June 25, 2013 // By Nick Flaherty
Win River says it has tackled one of the main objections to using virtualisation in networking and communications applications by optimising the embedded Linux kernel for real time performance.

The Open Virtualization Profile is an add-on software profile for Wind River Linux developed by optimising open source Kernel-Based Virtual Machine (KVM) technology. This provides a real-time deterministic KVM solution, with virtual machine management to allow hypervisor and virtualisation technology to reduce hardware costs and provide software intelligence portability across the network.

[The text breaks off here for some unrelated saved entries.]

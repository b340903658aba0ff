//! State of one outstanding asynchronous fetch, and the handles returned to
//! callers who started it.

use std::future::Future;
use std::pin::Pin;
use std::sync::Arc;
use std::sync::atomic::{AtomicBool, Ordering};
use std::task::{Context, Poll};

use futures::StreamExt;
use tokio::sync::oneshot;
use tokio::task::JoinHandle;

use super::errors::{FetchError, FetchResult};
use super::headers::{RequestHeaders, ResponseHeaders};
use super::transport::{FetchFuture, UrlFetcher};
use crate::cache::HttpCache;

/// A completed response handed to completion callbacks
#[derive(Debug, Clone, PartialEq, Eq)]
pub struct FetchedResource {
    pub headers: ResponseHeaders,
    pub body: Vec<u8>,
}

/// Invoked exactly once with the outcome, unless the fetch is cancelled first
pub type FetchCallback = Box<dyn FnOnce(FetchResult<FetchedResource>) + Send + 'static>;

/// Accumulates the body of one fetch, reports the outcome, then updates the
/// cache. Consumed by `done`.
pub struct AsyncFetch {
    url: String,
    buffer: Vec<u8>,
    cache: Arc<dyn HttpCache>,
    completion: Option<FetchCallback>,
    cancelled: Arc<AtomicBool>,
}

impl AsyncFetch {
    pub(crate) fn new(
        url: &str,
        cache: Arc<dyn HttpCache>,
        completion: Option<FetchCallback>,
        cancelled: Arc<AtomicBool>,
    ) -> Self {
        Self {
            url: url.to_string(),
            buffer: Vec::new(),
            cache,
            completion,
            cancelled,
        }
    }

    #[must_use]
    pub fn url(&self) -> &str {
        &self.url
    }

    /// Drive an asynchronous transport to completion
    pub(crate) async fn run(mut self, response: FetchFuture) {
        let outcome = self.collect(response).await;
        self.done(outcome);
    }

    /// Drive a blocking transport to completion; call from a blocking thread
    pub(crate) fn run_blocking(
        mut self,
        fetcher: &dyn UrlFetcher,
        request_headers: &RequestHeaders,
    ) {
        let url = self.url.clone();
        let outcome = fetcher
            .fetch(&url, request_headers, &mut self.buffer)
            .and_then(|headers| check_status(&url, headers));
        self.done(outcome);
    }

    async fn collect(&mut self, response: FetchFuture) -> FetchResult<ResponseHeaders> {
        let mut response = response.await?;
        let headers = check_status(&self.url, response.headers)?;
        while let Some(chunk) = response.body.next().await {
            self.buffer.extend_from_slice(&chunk?);
        }
        Ok(headers)
    }

    /// Report the outcome, then on success store it in the cache
    fn done(mut self, outcome: FetchResult<ResponseHeaders>) {
        match outcome {
            Ok(headers) => {
                let body = std::mem::take(&mut self.buffer);
                self.complete(Ok(FetchedResource {
                    headers: headers.clone(),
                    body: body.clone(),
                }));
                if let Err(e) = self.cache.store(&self.url, &headers, &body) {
                    log::warn!("Failed to cache {}: {e}", self.url);
                }
            }
            Err(e) => {
                log::debug!("Async fetch of {} failed: {e}", self.url);
                self.complete(Err(e));
            }
        }
    }

    fn complete(&mut self, outcome: FetchResult<FetchedResource>) {
        let Some(completion) = self.completion.take() else {
            return;
        };
        if self.cancelled.load(Ordering::Acquire) {
            log::debug!("Fetch of {} was cancelled, dropping completion", self.url);
            return;
        }
        completion(outcome);
    }
}

pub(crate) fn check_status(url: &str, headers: ResponseHeaders) -> FetchResult<ResponseHeaders> {
    if headers.is_success() {
        Ok(headers)
    } else {
        Err(FetchError::Status {
            url: url.to_string(),
            status: headers.status(),
        })
    }
}

/// Returned by `fetch_asynchronously`
///
/// Dropping the handle does not cancel the fetch.
pub struct FetchHandle {
    url: String,
    cancelled: Arc<AtomicBool>,
    task: Option<JoinHandle<()>>,
}

impl FetchHandle {
    pub(crate) fn new(url: &str, cancelled: Arc<AtomicBool>, task: Option<JoinHandle<()>>) -> Self {
        Self {
            url: url.to_string(),
            cancelled,
            task,
        }
    }

    /// A handle for a fetch that completed before it was returned
    pub(crate) fn completed(url: &str) -> Self {
        Self::new(url, Arc::new(AtomicBool::new(false)), None)
    }

    #[must_use]
    pub fn url(&self) -> &str {
        &self.url
    }

    /// Suppress the completion callback. The transport keeps running and a
    /// successful response is still cached.
    pub fn cancel(&self) {
        self.cancelled.store(true, Ordering::Release);
    }

    #[must_use]
    pub fn is_cancelled(&self) -> bool {
        self.cancelled.load(Ordering::Acquire)
    }

    #[must_use]
    pub fn is_finished(&self) -> bool {
        self.task.as_ref().is_none_or(JoinHandle::is_finished)
    }

    /// Wait until the fetch, including its cache update, is over
    pub async fn finished(self) {
        if let Some(task) = self.task
            && let Err(e) = task.await
        {
            log::warn!("Fetch task for {} did not complete: {e}", self.url);
        }
    }
}

/// A pending fetch that can be awaited directly
pub struct PendingFetch {
    url: String,
    receiver: oneshot::Receiver<FetchResult<FetchedResource>>,
}

impl PendingFetch {
    pub(crate) fn new(url: &str, receiver: oneshot::Receiver<FetchResult<FetchedResource>>) -> Self {
        Self {
            url: url.to_string(),
            receiver,
        }
    }
}

impl Future for PendingFetch {
    type Output = FetchResult<FetchedResource>;

    fn poll(mut self: Pin<&mut Self>, cx: &mut Context<'_>) -> Poll<Self::Output> {
        match Pin::new(&mut self.receiver).poll(cx) {
            Poll::Ready(Ok(result)) => Poll::Ready(result),
            Poll::Ready(Err(_)) => Poll::Ready(Err(FetchError::Cancelled {
                url: self.url.clone(),
            })),
            Poll::Pending => Poll::Pending,
        }
    }
}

The Open Virtualisation Profile allows the deployment of network services on virtual machines without the performance loss associated with using traditional, proprietary IT-like virtualisation products. This real-time approach enables products that can flexibly run intelligent services anywhere on the network, from access right to the core, driving up network efficiency and substantially lowering operational network costs.

The profile includes low latency with less than 3 µsec minimum latency, flexible provisioning of virtual machines, live migration of virtual machines and CPU isolation for advanced security application. It is open source-based and compatible with frameworks such as the Yocto Project , OpenStack, OpenFlow, oVirt and others, with broad support for a variety of guest operating systems

The kernel is integrated with Intel Data Plane Development Kit (Intel DPDK) and supports Intel DPDK Accelerated Open vSwitch

“As networks are pushed to their limits, virtualisation is becoming an increasingly important approach. Operators are looking toward NFV to support the transition to scalable platforms that enable flexible deployment of network services,” said Jim Douglas, senior vice president of marketing at Wind River. “With Wind River Open Virtualization Profile, we are delivering a real-time virtualisation solution that will support the rigorous SLAs of a carrier network and enable them to gain the flexibility, scalability, and cost and energy benefits cloud data centers already enjoy.”

“By moving from a distributed hardware environment to a flexible and virtualised environment or cloud, operators can rapidly deploy new applications and services where and when they are needed instead of updating individual central office locations or hardware,” he said.